[Collected data entries]
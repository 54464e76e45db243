//! Normalized generation result.
//!
//! Upstream endpoints disagree on response shape; the generation client
//! folds them all into [`GenerationResult`].

use std::collections::BTreeMap;

use serde::{Deserialize, Serialize};

/// One produced image.
#[derive(Debug, Clone, PartialEq, Serialize, Deserialize)]
pub struct GeneratedImage {
    pub url: String,
    #[serde(default, skip_serializing_if = "Option::is_none")]
    pub width: Option<u32>,
    #[serde(default, skip_serializing_if = "Option::is_none")]
    pub height: Option<u32>,
    #[serde(default, skip_serializing_if = "Option::is_none")]
    pub content_type: Option<String>,
}

impl GeneratedImage {
    pub fn new(url: impl Into<String>) -> Self {
        Self {
            url: url.into(),
            width: None,
            height: None,
            content_type: None,
        }
    }

    pub fn with_size(mut self, width: u32, height: u32) -> Self {
        self.width = Some(width);
        self.height = Some(height);
        self
    }
}

/// The outcome of one successful generation call.
#[derive(Debug, Clone, PartialEq, Serialize, Deserialize)]
pub struct GenerationResult {
    /// Never empty.
    pub images: Vec<GeneratedImage>,
    pub seed: Option<u64>,
    /// Per-stage timing breakdown in seconds.
    pub timings: Option<BTreeMap<String, f64>>,
    /// One flag per image, aligned by index with `images`.
    pub nsfw_flags: Option<Vec<bool>>,
    /// Estimated cost in USD.
    pub cost: Option<f64>,
    /// Provider request id, when the transport reports one.
    pub request_id: Option<String>,
    /// Wall time of the whole call, retries included.
    pub elapsed_ms: u64,
    /// Log lines of the attempt that succeeded.
    pub logs: Vec<String>,
    /// Untouched upstream payload.
    pub raw: serde_json::Value,
}

impl GenerationResult {
    /// The first image. Results are never empty.
    pub fn primary_image(&self) -> Option<&GeneratedImage> {
        self.images.first()
    }

    /// Whether the image at `index` was flagged as NSFW upstream.
    pub fn is_flagged(&self, index: usize) -> bool {
        self.nsfw_flags
            .as_ref()
            .and_then(|flags| flags.get(index).copied())
            .unwrap_or(false)
    }

    /// `(width, height)` pairs, for cost estimation.
    pub fn dimensions(&self) -> Vec<(Option<u32>, Option<u32>)> {
        self.images.iter().map(|i| (i.width, i.height)).collect()
    }
}
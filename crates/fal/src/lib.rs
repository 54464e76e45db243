//! fal.ai generation client.
//!
//! Provides the transport seam ([`transport::GenerationTransport`]), the
//! fal queue HTTP transport, linear-backoff retry, response normalization,
//! and the typed error taxonomy surfaced to callers.

pub mod client;
pub mod error;
pub mod normalize;
pub mod queue;
pub mod retry;
pub mod transport;

pub use client::{GenerationClient, ProgressCallback, ProgressEvent};
pub use error::{GenerationError, RemedialAction};
pub use queue::{FalQueueConfig, FalQueueTransport};
pub use retry::RetryConfig;
pub use transport::{GenerationTransport, TransportError};
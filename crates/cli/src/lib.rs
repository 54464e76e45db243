//! fluxstudio command-line front end.
//!
//! [`studio::Studio`] ties the registry, validator, generation client and
//! history together; [`cli`] maps subcommands onto it.

pub mod cli;
pub mod config;
pub mod studio;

> **Prompt**: Report all lines of the data above that include the string "images".

> **Result**:
    pub images: Vec<GeneratedImage>,
    /// One flag per image, aligned by index with `images`.
        self.images.first()
        self.images.iter().map(|i| (i.width, i.height)).collect()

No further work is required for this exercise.